G.Chiche (Député LREM) : "la nationalisation n'est pas un gros mot"
Décideurs. Comment est née cette initiative ?
Guillaume Chiche. Elle part d’un constat assez simple. Les bouleversements introduits par la crise sanitaire dans notre quotidien et notre modèle de société sont d’une telle ampleur qu’il semble impossible de continuer de s’en remettre aux seules préconisations des personnes en responsabilité. Il faut réintroduire de l’horizontalité, céder la place à la co-construction en donnant la possibilité à tous les citoyens de participer et d’imaginer à quoi ressemblera "Le Jour d’Après". Cela répond par ailleurs à un besoin puisque nous enregistrons, à l’heure qu’il est, près de 6 000 contributions sur le site.
De quoi la crise a-t-elle été le révélateur ?
Le confinement met en lumière les inégalités. Par exemple, d’une famille à l’autre, la continuité pédagogique n’est pas toujours assurée. Certains enfants décrochent, d’autres sont privés du seul repas équilibré de leur journée. Le citoyen que je suis pourrait tout à fait proposer qu’à l’avenir notre politique familiale constitue un levier pour protéger de la précarité. À la faveur de cette situation exceptionnelle, émerge également un nombre significatif d’aberrations : la difficulté à s’approvisionner en masques, la pertinence de déléguer à d’autres puissances la production de matériels indispensables, l’impossibilité pour les chauffeurs routiers de se ravitailler sur les aires d’autoroutes… Autant d’éléments qui invitent à réinterroger la place de l’État ou les obligations qui devraient incomber aux entreprises.
Le rôle des entreprises doit donc être repensé ?
Demain, une entreprise qui ne fera pas la démonstration de son utilité sociale s’exposera à ne pas bénéficier de l’ensemble de la solidarité nationale. L’État ne garantit pas les prêts ni ne prend en charge l’activité partielle seulement pour préserver notre activité économique. Il estime que ces mesures ciblent avant tout des entreprises qui représentent de gros pourvoyeurs d’emplois, qui participent à la vitalité économique des territoires ruraux, etc.
"Une entreprise qui ne fera pas la démonstration de son utilité sociale s'exposera à ne pas bénéficier de la solidarité nationale"
De la même manière, la société ne peut rester sourde aux revendications des sans-parts, ces héros du quotidien dont les métiers sont peu valorisés. Sur ce sujet, il me semble peu opportun d’envisager une augmentation du Smic qui, en tirant à la hausse le coût du travail, conduira à affaiblir des entreprises déjà suffisamment affectées par la crise. En revanche, pourquoi ne pas agir sur l’intéressement et la participation ? La redistribution aux salariés qui gagnent le moins d’une quote-part des bénéfices permettrait de les associer à la performance et de rétribuer leur engagement.

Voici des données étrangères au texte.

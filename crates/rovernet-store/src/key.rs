//! Key normalization for document file names.
//!
//! A key becomes part of a file name, so it is held to a strict whitelist:
//! - Must be non-empty
//! - Must consist only of `[A-Za-z0-9_-]`
//! - Is never case-folded, truncated, or otherwise rewritten
//!
//! Anything outside the whitelist (`/`, `.`, whitespace, NUL, non-ASCII) is
//! rejected rather than stripped, so two distinct valid keys can never name
//! the same file and no key can reach outside its collection directory.
//!
//! Numeric keys (player ids) must additionally be canonical decimal
//! integers greater than zero.

use serde::{Deserialize, Serialize};

use crate::error::{StoreError, StoreResult};

/// How a collection interprets its keys.
#[derive(Clone, Copy, Debug, PartialEq, Eq, Hash, Serialize, Deserialize)]
#[serde(rename_all = "snake_case")]
pub enum KeyKind {
    /// Any non-empty whitelisted token (company ids).
    Text,
    /// A canonical decimal integer greater than zero (player ids).
    PositiveInteger,
}

impl KeyKind {
    /// Normalize `raw` according to this kind.
    pub fn normalize(self, raw: &str) -> StoreResult<SafeKey> {
        match self {
            Self::Text => normalize(raw),
            Self::PositiveInteger => normalize_numeric(raw),
        }
    }
}

/// A key that has passed normalization and is safe to embed in a file name.
#[derive(Clone, Debug, PartialEq, Eq, Hash, PartialOrd, Ord, Serialize)]
pub struct SafeKey(String);

impl SafeKey {
    /// Build a key from a numeric id. Zero is rejected.
    pub fn from_id(id: u64) -> StoreResult<Self> {
        if id == 0 {
            return Err(StoreError::invalid_key("0", "must be greater than zero"));
        }
        Ok(Self(id.to_string()))
    }

    pub fn as_str(&self) -> &str {
        &self.0
    }
}

impl std::fmt::Display for SafeKey {
    fn fmt(&self, f: &mut std::fmt::Formatter<'_>) -> std::fmt::Result {
        f.write_str(&self.0)
    }
}

impl AsRef<str> for SafeKey {
    fn as_ref(&self) -> &str {
        &self.0
    }
}

fn is_allowed(ch: char) -> bool {
    ch.is_ascii_alphanumeric() || ch == '_' || ch == '-'
}

/// Normalize a caller-supplied key.
///
/// # Examples
///
/// ```
/// use rovernet_store::key::normalize;
///
/// assert_eq!(normalize("acme-co_1").unwrap().as_str(), "acme-co_1");
/// assert!(normalize("../../etc").is_err());
/// assert!(normalize("").is_err());
/// ```
pub fn normalize(raw: &str) -> StoreResult<SafeKey> {
    if raw.is_empty() {
        return Err(StoreError::invalid_key(raw, "key must not be empty"));
    }

    let filtered: String = raw.chars().filter(|ch| is_allowed(*ch)).collect();
    if filtered != raw {
        let bad = raw.chars().find(|ch| !is_allowed(*ch)).unwrap_or_default();
        return Err(StoreError::invalid_key(
            raw,
            format!("contains forbidden character: {bad:?}"),
        ));
    }

    Ok(SafeKey(filtered))
}

/// Normalize a numeric key such as a player id.
///
/// Only canonical spellings are accepted: `"42"` is valid, `"042"`, `"+42"`
/// and `"42.0"` are not, so every id has exactly one file.
pub fn normalize_numeric(raw: &str) -> StoreResult<SafeKey> {
    let key = normalize(raw)?;

    if !raw.bytes().all(|b| b.is_ascii_digit()) {
        return Err(StoreError::invalid_key(raw, "must be a positive whole number"));
    }
    if raw.starts_with('0') {
        let reason = if raw.bytes().all(|b| b == b'0') {
            "must be greater than zero"
        } else {
            "must not have leading zeros"
        };
        return Err(StoreError::invalid_key(raw, reason));
    }
    raw.parse::<u64>()
        .map_err(|e| StoreError::invalid_key(raw, format!("out of range: {e}")))?;

    Ok(key)
}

Mais cette redistribution ne représente-t-elle pas qu’une modification à la marge du système économique actuel ?
Contrairement à ce qui existe actuellement, la redistribution n’oublierait plus personne. L’idée d’en finir avec le capitalisme est très séduisante, presque romantique. Mais, comment balayer du revers de la main le poids des acteurs économiques qui, en réalité, créent de l’emploi ? Il n’en demeure pas moins qu’une réorientation vers les fonctions économiques vitales s’impose. Dans certains secteurs, il faudra taper du poing sur la table. L’État ne peut plus laisser les acteurs de la grande distribution se livrer une guerre des prix qui rogne, chaque jour davantage, les marges des agriculteurs. Quitte à bouleverser les équilibres économiques existants, on ne doit pas s’interdire d’être plus radical dans la répartition de la valeur en encadrant, par exemple, les prix d’achat. Je plaide pour une redécouverte de la notion d’État stratège.
Stratège au point de nationaliser ?
La nationalisation n’est pas un gros mot. L’exemple des compagnies aériennes est à cet égard édifiant. Leur nationalisation pourrait permettre de les sauver des griffes d’OPA mal intentionnées. L’État doit garantir aux acteurs privés de garder la main sur leurs activités et s’autoriser, quand cela est nécessaire, à réaliser des nationalisations temporaire, totale ou partielle, sur des fonctions essentielles comme les transports. Il s’agit également de parer aux manquements des acteurs. Les routiers ne refusent pas de prendre la route par coquetterie. Quelqu’un a dû faire défaut, ce qui explique que les sanitaires des autoroutes soient tous condamnés. L’État doit agir en conséquence pour demeurer maître des infrastructures vitales.